A profissionalização do pescador artesanal pode ocorrer por dois motivos:
1) a princípio, é a forma de esse trabalhador se inserir no mercado de trabalho, visto
que é uma atividade que possui conhecimento prévio, pelo fato de ele ter aprendido
naturalmente durante a infância, os seus pais viveram da pesca e lhes deram condições de
sobrevivência. Então esse jovem pescador acredita que, por meio da pesca, será possível
realizar uma pequena poupança que lhe possibilitará ter uma casa, comprar um carro, comprar
uma pequena embarcação, casar e sustentar sua família;
36

2) trabalhar como pescador, muitas vezes, é a única possibilidade de emprego.


Cardoso (2001) afirma, por exemplo, que entre os “anos de 1996 e 1997 somente aqueles que
não possuíam outras fontes de rendimento lançavam-se na pesca”, pois, nesse período, os
pescadores artesanais sentiam dificuldades para manterem-se na pesca, já que, para o
pescador que não é o dono do barco há uma

exploração consentida da força de trabalho, uma vez que o tempo de trabalho


e o esforço empregado não traduzem uma remuneração fixa e sim variável,
de acordo com a produção do pescado e o preço descontado pelo
proprietário, os custos de amarração e os custos operacionais da embarcação
– ranchos, óleo e gelo(CARDOSO, 2001, p.53)

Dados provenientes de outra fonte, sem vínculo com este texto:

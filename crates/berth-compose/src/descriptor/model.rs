//! Typed model of a parsed multi-container descriptor.

use std::collections::BTreeMap;
use std::fmt;

/// A validated descriptor document.
#[derive(Debug, Clone, Default, PartialEq, Eq)]
pub struct Descriptor {
    /// Container definitions, primary list first, then local-only ones.
    pub definitions: Vec<ContainerDefinition>,
    /// Named volumes declared at the top level.
    pub volumes: Vec<VolumeDeclaration>,
}

/// One container in the descriptor.
#[derive(Debug, Clone, Default, PartialEq, Eq)]
pub struct ContainerDefinition {
    /// Container name, unique within the descriptor.
    pub name: String,
    /// Image reference.
    pub image: String,
    /// Command override, empty if absent.
    pub command: Vec<String>,
    /// Names of other containers in the same descriptor.
    pub links: Vec<String>,
    /// Host to container port mappings.
    pub port_mappings: Vec<PortMapping>,
    /// Logical volumes mounted into the container.
    pub mount_points: Vec<MountPoint>,
    /// Variables embedded in the descriptor. Lowest priority layer.
    pub environment: BTreeMap<String, String>,
    /// Privileged flag, passed through when present.
    pub privileged: Option<bool>,
}

/// A host port published to a container port.
#[derive(Debug, Clone, Copy, PartialEq, Eq)]
pub struct PortMapping {
    /// Port on the host.
    pub host_port: u16,
    /// Port inside the container.
    pub container_port: u16,
}

impl fmt::Display for PortMapping {
    fn fmt(&self, f: &mut fmt::Formatter<'_>) -> fmt::Result {
        write!(f, "{}:{}", self.host_port, self.container_port)
    }
}

/// A logical volume mounted at a container path.
#[derive(Debug, Clone, Default, PartialEq, Eq)]
pub struct MountPoint {
    /// Logical volume name.
    pub source_volume: String,
    /// Mount path inside the container.
    pub container_path: String,
    /// Whether the mount is read-only.
    pub read_only: bool,
}

/// A named volume backed by a host path.
#[derive(Debug, Clone, Default, PartialEq, Eq)]
pub struct VolumeDeclaration {
    /// Logical volume name referenced by mount points.
    pub name: String,
    /// Host source path as written in the descriptor.
    pub source_path: String,
}
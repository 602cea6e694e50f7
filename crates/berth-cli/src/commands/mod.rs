//! CLI command definitions and dispatch.

pub mod compose;
pub mod logs;
pub mod printenv;
pub mod setenv;

use std::path::PathBuf;

use berth_common::config::ProjectConfig;
use berth_common::constants::BIN_NAME;
use berth_compose::project::LocalProject;
use clap::{Parser, Subcommand};

/// berth — run multi-container applications locally before deploying them.
#[derive(Parser, Debug)]
#[command(name = BIN_NAME, version, about, long_about = None)]
pub struct Cli {
    /// Subcommand to execute.
    #[command(subcommand)]
    pub command: Command,

    /// Root directory of the application project.
    #[arg(long, global = true, env = "BERTH_PROJECT_DIR", default_value = ".")]
    pub project_dir: PathBuf,
}

/// Available CLI subcommands.
#[derive(Subcommand, Debug)]
pub enum Command {
    /// Generate docker-compose.yml from the multi-container descriptor.
    Compose(compose::ComposeArgs),
    /// Set or remove persisted environment variables.
    Setenv(setenv::SetenvArgs),
    /// Show persisted environment variables.
    Printenv(printenv::PrintenvArgs),
    /// Show where local container logs are written.
    Logs(logs::LogsArgs),
}

/// Dispatches the parsed CLI command to its handler.
///
/// # Errors
///
/// Returns an error if the command execution fails.
pub fn execute(cli: Cli) -> anyhow::Result<()> {
    let project = LocalProject::new(ProjectConfig::for_root(cli.project_dir));
    match cli.command {
        Command::Compose(args) => compose::execute(&project, args),
        Command::Setenv(args) => setenv::execute(&project, &args),
        Command::Printenv(args) => printenv::execute(&project, &args),
        Command::Logs(args) => logs::execute(&project, &args),
    }
}

#[cfg(test)]
mod tests {
    use clap::CommandFactory;

    use super::*;

    #[test]
    fn cli_definition_is_consistent() {
        Cli::command().debug_assert();
    }

    #[test]
    fn cli_is_named_after_binary() {
        assert_eq!(Cli::command().get_name(), BIN_NAME);
    }

    #[test]
    fn compose_parses_envvars_and_output() {
        let cli = Cli::try_parse_from([
            "berth",
            "--project-dir",
            "/tmp/app",
            "compose",
            "--envvars",
            "A=1,B=",
            "--output",
            "out.yml",
        ])
        .expect("parse");
        assert_eq!(cli.project_dir, PathBuf::from("/tmp/app"));
        match cli.command {
            Command::Compose(args) => {
                assert_eq!(args.envvars, "A=1,B=");
                assert_eq!(args.output, Some(PathBuf::from("out.yml")));
                assert!(!args.stdout);
            }
            other => panic!("unexpected command: {other:?}"),
        }
    }

    #[test]
    fn compose_output_conflicts_with_stdout() {
        assert!(Cli::try_parse_from(["berth", "compose", "--stdout", "-o", "x.yml"]).is_err());
    }

    #[test]
    fn setenv_requires_tokens() {
        assert!(Cli::try_parse_from(["berth", "setenv"]).is_err());
        let cli = Cli::try_parse_from(["berth", "setenv", "a=1", "b="]).expect("parse");
        match cli.command {
            Command::Setenv(args) => assert_eq!(args.tokens, vec!["a=1", "b="]),
            other => panic!("unexpected command: {other:?}"),
        }
    }
}
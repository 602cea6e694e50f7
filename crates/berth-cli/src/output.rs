//! Formatted output helpers for CLI commands.

use std::collections::BTreeMap;

use berth_compose::emitter::ComposeDocument;

/// Formats variables as `NAME = VALUE` lines, sorted by name.
#[must_use]
pub fn format_env_vars(vars: &BTreeMap<String, String>) -> Vec<String> {
    vars.iter()
        .map(|(name, value)| format!("    {name} = {value}"))
        .collect()
}

/// Comma-separated service names of a document, or `none`.
#[must_use]
pub fn service_summary(document: &ComposeDocument) -> String {
    if document.is_empty() {
        return "none".to_string();
    }
    document.keys().map(String::as_str).collect::<Vec<_>>().join(", ")
}

#[cfg(test)]
mod tests {
    use berth_compose::emitter::ComposeService;

    use super::*;

    #[test]
    fn format_env_vars_is_sorted() {
        let vars = BTreeMap::from([
            ("b".to_string(), "2".to_string()),
            ("a".to_string(), "1".to_string()),
        ]);
        assert_eq!(format_env_vars(&vars), vec!["    a = 1", "    b = 2"]);
    }

    #[test]
    fn format_env_vars_empty() {
        assert!(format_env_vars(&BTreeMap::new()).is_empty());
    }

    #[test]
    fn service_summary_lists_names() {
        let mut document = ComposeDocument::new();
        let _ = document.insert("web".to_string(), ComposeService::default());
        let _ = document.insert("db".to_string(), ComposeService::default());
        assert_eq!(service_summary(&document), "db, web");
    }

    #[test]
    fn service_summary_empty() {
        assert_eq!(service_summary(&ComposeDocument::new()), "none");
    }
}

O pescador vai para o mar e não sabe o quanto vai ganhar, uma vez que o seu ganho será
atribuído à extração que foi possível realizar, depois se retiram as despesas da viagem e o
pagamento será dividido de forma que o mestre da embarcação e o dono do barco ficam com
a maior parte.
O mestre da pesca pode ser definido como “um misto de conhecimento adquirido na
vida da pesca, com uma postura de responsabilidade e empenho no trato da embarcação e da
tripulação” (CARDOSO, 2001, p.61). O Mestre da pesca, é o que todos os pescadores
desejam ser um dia, pois os mestres são aqueles que possuem o conhecimento prático da
pesca, é conhecedor do mar mais do que qualquer outro que está na embarcação, além, claro,
de ter uma quarta-parte maior da produção do barco.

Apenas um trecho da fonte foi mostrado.